In the listing below, the answer starts at the line that has "let header: Vec<String>" and stops after the line that has "let mut record = Record::default();"; please repeat that part exactly and nothing more.

□ □ □ □

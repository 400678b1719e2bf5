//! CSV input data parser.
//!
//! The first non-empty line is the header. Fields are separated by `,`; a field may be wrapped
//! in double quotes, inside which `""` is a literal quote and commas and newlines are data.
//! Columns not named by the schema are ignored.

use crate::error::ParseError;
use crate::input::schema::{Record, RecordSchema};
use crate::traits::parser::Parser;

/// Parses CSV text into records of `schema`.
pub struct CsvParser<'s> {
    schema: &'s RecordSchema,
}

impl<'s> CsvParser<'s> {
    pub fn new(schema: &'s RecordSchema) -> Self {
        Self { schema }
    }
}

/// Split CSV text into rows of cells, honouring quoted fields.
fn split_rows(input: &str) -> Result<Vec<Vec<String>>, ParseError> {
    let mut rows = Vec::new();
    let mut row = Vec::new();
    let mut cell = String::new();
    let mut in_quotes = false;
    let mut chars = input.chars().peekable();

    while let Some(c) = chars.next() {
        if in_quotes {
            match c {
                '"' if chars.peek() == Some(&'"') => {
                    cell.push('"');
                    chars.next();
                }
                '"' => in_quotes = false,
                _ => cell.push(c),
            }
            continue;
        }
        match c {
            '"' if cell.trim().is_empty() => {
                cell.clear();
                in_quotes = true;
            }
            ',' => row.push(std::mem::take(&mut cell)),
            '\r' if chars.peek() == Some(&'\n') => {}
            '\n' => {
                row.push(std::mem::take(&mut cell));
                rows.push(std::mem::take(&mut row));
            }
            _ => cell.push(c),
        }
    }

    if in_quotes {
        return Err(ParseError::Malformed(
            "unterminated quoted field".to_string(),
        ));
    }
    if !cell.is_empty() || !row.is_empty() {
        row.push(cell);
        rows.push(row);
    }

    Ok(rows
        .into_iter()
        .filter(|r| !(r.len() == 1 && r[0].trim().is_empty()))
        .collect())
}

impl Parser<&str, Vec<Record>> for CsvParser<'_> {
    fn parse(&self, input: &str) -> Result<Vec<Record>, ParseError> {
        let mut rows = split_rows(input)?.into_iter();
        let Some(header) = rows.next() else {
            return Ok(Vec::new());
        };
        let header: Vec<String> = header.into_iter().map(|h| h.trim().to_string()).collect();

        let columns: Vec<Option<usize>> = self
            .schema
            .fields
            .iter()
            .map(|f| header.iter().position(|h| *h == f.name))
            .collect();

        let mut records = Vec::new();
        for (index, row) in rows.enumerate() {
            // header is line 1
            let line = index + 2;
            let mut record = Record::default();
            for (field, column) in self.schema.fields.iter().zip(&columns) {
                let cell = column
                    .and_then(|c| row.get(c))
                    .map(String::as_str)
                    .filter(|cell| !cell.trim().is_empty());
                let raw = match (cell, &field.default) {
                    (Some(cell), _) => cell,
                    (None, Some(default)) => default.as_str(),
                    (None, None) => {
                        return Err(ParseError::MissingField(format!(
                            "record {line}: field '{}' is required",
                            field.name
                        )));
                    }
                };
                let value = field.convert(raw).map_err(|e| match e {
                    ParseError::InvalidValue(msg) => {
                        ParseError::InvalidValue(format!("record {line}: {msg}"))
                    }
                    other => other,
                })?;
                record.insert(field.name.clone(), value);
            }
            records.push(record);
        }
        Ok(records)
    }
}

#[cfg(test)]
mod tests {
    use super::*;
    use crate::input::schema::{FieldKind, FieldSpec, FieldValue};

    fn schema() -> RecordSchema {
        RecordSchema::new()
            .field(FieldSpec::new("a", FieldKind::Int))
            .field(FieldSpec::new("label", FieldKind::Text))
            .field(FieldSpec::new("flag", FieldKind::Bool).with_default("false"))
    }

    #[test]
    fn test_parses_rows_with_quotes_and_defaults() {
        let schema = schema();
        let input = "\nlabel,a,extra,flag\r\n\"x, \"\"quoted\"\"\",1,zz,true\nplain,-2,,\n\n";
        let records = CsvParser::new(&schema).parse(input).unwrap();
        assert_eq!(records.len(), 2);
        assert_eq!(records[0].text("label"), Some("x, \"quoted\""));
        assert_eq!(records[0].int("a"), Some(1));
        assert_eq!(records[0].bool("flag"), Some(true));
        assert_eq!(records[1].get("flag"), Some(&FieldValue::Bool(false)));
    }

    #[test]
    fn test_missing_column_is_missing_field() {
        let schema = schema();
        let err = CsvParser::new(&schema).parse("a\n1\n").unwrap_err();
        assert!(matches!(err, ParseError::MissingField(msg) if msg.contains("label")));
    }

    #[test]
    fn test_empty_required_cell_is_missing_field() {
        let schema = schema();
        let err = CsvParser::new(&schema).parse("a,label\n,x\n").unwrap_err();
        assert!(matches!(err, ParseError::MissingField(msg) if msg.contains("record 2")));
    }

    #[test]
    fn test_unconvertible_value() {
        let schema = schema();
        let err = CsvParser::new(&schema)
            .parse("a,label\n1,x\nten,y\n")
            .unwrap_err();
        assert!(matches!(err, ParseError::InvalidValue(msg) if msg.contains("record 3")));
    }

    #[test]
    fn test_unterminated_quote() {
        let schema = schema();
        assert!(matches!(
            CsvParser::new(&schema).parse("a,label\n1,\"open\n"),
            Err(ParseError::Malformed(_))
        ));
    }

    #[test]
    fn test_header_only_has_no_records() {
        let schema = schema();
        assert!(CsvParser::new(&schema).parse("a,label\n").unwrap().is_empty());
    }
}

□ □ □ □

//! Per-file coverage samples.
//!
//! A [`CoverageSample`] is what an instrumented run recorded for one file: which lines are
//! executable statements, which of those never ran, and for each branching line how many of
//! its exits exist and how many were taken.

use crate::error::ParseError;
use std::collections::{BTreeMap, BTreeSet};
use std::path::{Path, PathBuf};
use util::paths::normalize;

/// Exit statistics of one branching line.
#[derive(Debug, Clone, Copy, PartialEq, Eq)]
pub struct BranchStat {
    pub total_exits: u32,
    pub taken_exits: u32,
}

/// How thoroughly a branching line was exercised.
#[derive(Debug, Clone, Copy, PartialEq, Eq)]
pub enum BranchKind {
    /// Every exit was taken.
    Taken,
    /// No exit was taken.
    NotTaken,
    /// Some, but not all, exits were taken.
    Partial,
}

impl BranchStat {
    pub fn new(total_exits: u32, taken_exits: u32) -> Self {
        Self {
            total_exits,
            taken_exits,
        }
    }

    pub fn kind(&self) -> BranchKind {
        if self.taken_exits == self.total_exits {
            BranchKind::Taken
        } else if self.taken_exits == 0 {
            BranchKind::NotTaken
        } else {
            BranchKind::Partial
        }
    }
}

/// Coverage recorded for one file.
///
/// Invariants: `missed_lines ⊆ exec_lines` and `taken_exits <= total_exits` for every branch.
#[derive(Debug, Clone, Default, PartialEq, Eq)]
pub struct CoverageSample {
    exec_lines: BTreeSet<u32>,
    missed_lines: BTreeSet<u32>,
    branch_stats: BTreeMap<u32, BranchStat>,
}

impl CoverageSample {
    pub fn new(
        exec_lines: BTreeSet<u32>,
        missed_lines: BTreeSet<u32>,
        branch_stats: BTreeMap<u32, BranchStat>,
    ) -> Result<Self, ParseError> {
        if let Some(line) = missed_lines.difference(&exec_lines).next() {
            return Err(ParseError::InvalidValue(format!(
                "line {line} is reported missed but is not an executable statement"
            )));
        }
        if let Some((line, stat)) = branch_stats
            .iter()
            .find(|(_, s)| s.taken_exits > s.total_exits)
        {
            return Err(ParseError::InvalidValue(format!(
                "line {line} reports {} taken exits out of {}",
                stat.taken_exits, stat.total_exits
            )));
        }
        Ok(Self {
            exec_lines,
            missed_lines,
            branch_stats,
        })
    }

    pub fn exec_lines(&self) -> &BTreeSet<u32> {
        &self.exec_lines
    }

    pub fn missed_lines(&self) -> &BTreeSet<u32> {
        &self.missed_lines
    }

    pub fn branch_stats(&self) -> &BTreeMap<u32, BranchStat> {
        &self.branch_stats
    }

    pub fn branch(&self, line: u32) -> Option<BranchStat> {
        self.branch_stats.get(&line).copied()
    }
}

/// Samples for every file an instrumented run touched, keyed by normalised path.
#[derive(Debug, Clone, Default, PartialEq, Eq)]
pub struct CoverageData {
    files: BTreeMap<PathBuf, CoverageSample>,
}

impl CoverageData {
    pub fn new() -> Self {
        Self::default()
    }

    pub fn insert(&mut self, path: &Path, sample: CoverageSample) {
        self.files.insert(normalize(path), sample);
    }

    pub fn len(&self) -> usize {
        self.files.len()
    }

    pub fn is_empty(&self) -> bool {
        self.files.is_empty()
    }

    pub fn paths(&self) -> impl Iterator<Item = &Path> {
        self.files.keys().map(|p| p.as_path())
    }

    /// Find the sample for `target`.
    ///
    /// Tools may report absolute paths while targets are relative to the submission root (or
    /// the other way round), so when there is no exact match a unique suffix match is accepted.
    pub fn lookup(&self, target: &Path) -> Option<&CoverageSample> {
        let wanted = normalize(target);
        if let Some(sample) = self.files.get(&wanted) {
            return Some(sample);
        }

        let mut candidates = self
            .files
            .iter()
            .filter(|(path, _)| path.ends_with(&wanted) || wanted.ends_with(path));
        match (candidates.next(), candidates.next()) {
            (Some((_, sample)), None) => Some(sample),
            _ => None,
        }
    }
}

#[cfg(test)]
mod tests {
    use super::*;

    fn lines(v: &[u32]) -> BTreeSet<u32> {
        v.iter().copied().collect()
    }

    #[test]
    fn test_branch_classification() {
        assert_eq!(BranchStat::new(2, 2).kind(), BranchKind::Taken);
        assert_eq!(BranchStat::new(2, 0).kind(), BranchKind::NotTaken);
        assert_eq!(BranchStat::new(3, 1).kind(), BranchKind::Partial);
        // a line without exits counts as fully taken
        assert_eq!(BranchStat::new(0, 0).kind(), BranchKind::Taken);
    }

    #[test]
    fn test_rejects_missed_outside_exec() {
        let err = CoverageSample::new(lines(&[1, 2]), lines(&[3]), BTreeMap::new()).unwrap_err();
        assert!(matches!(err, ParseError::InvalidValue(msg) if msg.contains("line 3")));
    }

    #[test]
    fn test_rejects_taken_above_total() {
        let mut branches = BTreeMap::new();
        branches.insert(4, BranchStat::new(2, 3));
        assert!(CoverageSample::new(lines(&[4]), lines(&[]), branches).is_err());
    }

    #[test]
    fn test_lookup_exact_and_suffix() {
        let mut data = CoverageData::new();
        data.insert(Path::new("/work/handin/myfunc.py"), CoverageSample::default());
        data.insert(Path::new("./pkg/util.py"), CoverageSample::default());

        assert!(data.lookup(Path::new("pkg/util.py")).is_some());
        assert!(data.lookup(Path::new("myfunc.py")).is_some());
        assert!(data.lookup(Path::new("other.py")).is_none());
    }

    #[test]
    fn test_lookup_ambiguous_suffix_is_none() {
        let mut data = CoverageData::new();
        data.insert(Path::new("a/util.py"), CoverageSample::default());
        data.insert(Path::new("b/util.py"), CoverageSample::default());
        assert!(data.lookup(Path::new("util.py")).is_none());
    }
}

□ □ □ □

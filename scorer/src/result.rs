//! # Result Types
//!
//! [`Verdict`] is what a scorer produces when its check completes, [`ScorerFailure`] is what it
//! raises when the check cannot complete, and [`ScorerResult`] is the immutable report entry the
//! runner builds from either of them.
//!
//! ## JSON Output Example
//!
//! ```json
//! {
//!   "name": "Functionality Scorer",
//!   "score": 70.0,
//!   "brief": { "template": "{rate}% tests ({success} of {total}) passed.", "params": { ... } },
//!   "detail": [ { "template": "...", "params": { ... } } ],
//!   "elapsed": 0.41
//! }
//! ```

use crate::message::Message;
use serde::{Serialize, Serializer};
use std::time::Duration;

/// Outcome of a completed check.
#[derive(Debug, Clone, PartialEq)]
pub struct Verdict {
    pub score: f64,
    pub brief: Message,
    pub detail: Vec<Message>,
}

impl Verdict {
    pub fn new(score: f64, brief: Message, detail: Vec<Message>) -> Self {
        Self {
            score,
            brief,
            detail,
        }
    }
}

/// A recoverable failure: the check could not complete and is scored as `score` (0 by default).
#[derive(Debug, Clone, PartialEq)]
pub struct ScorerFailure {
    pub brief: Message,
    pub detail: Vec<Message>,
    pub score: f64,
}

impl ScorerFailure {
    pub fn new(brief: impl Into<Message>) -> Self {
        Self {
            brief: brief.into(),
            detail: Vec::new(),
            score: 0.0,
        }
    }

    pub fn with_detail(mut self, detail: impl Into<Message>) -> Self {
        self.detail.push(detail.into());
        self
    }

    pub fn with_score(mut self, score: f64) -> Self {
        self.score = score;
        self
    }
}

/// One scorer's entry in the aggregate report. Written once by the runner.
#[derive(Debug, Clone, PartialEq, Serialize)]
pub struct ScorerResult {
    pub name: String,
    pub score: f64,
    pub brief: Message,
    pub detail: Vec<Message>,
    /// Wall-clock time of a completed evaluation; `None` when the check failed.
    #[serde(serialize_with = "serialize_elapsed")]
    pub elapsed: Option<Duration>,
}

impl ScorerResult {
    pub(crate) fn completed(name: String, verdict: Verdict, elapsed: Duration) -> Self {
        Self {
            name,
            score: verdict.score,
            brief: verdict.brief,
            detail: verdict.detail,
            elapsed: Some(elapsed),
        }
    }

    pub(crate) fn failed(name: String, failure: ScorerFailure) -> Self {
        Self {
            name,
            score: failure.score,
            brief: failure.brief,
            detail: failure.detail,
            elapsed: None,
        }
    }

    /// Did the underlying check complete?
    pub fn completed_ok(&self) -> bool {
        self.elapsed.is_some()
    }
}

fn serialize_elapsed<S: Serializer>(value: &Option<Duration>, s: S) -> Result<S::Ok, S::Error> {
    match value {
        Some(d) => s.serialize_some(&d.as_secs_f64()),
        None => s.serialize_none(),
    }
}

□ □ □ □

COMPLETED TASK
        let header: Vec<String> = header.into_iter().map(|h| h.trim().to_string()).collect();

        let columns: Vec<Option<usize>> = self
            .schema
            .fields
            .iter()
            .map(|f| header.iter().position(|h| *h == f.name))
            .collect();

        let mut records = Vec::new();
        for (index, row) in rows.enumerate() {
            // header is line 1
            let line = index + 2;
            let mut record = Record::default();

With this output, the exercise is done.